Mais depuis deux mois, peut être quelques jours de plus, je ne pense qu’à cet homme. Je suis comme envoûtée. Je ne sais rien de lui, enfin pas grand chose, je ne l’ai même jamais vu. Je voudrais vous dire que nous allons nous rencontrer mais ce serait mentir. Parce que c’est toujours comme ça quand vous tombez amoureuse de l’homme dont on parle dans un roman. Vous êtes dingue de lui, il vous charme à mort, mais quand vous refermez le roman, il redevient littérature. Alors le rencontrer, il faut se rendre à l’évidence, c’est pas prévu au programme.
Et pourtant depuis ces deux mois, peut être quelques jours de plus, cet homme s’installe en moi.
Il s’appelle Eliot.
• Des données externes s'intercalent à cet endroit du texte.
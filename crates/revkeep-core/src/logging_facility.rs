//! Structured logging for revkeep operations
//!
//! - [`init`] installs the process subscriber for a [`Profile`]; call it once
//!   at startup (the CLI does).
//! - `log_op_start!`, `log_op_end!` and `log_op_error!` bracket the logged
//!   operations (`commit_revision`, `history_diff`, `revert_revision`) with
//!   the field names from [`crate::schema`].
//! - [`init_test_capture`] records events in memory so tests can assert on
//!   them.
//!
//! ```rust
//! use revkeep_core::logging_facility::{init, Profile};
//!
//! init(Profile::Production);
//! ```

pub mod init;
pub mod macros;
pub mod test_capture;

pub use init::{init, Profile};
pub use test_capture::{init_test_capture, CapturedEvent, TestCapture};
Avec un seul « l ». Architecte à New York, des mains qui caressent la pierre de petits gestes doux, un peu taiseux, la peau brunie par le soleil, il me dit qu’un jour la souffrance s’adoucit, qu’on pense à elle moins souvent. Et moi je le crois.
« – Je t’aime, dit-il soudain à voix haute. Je t’aime infiniment. »
Ce roman n’est pas un roman. Il est mon roman préféré de cette rentrée littéraire 2016.
L’enfant qui mesurait le monde.
Metin Arditi
Éditions Grasset.
À paraître le 24 août…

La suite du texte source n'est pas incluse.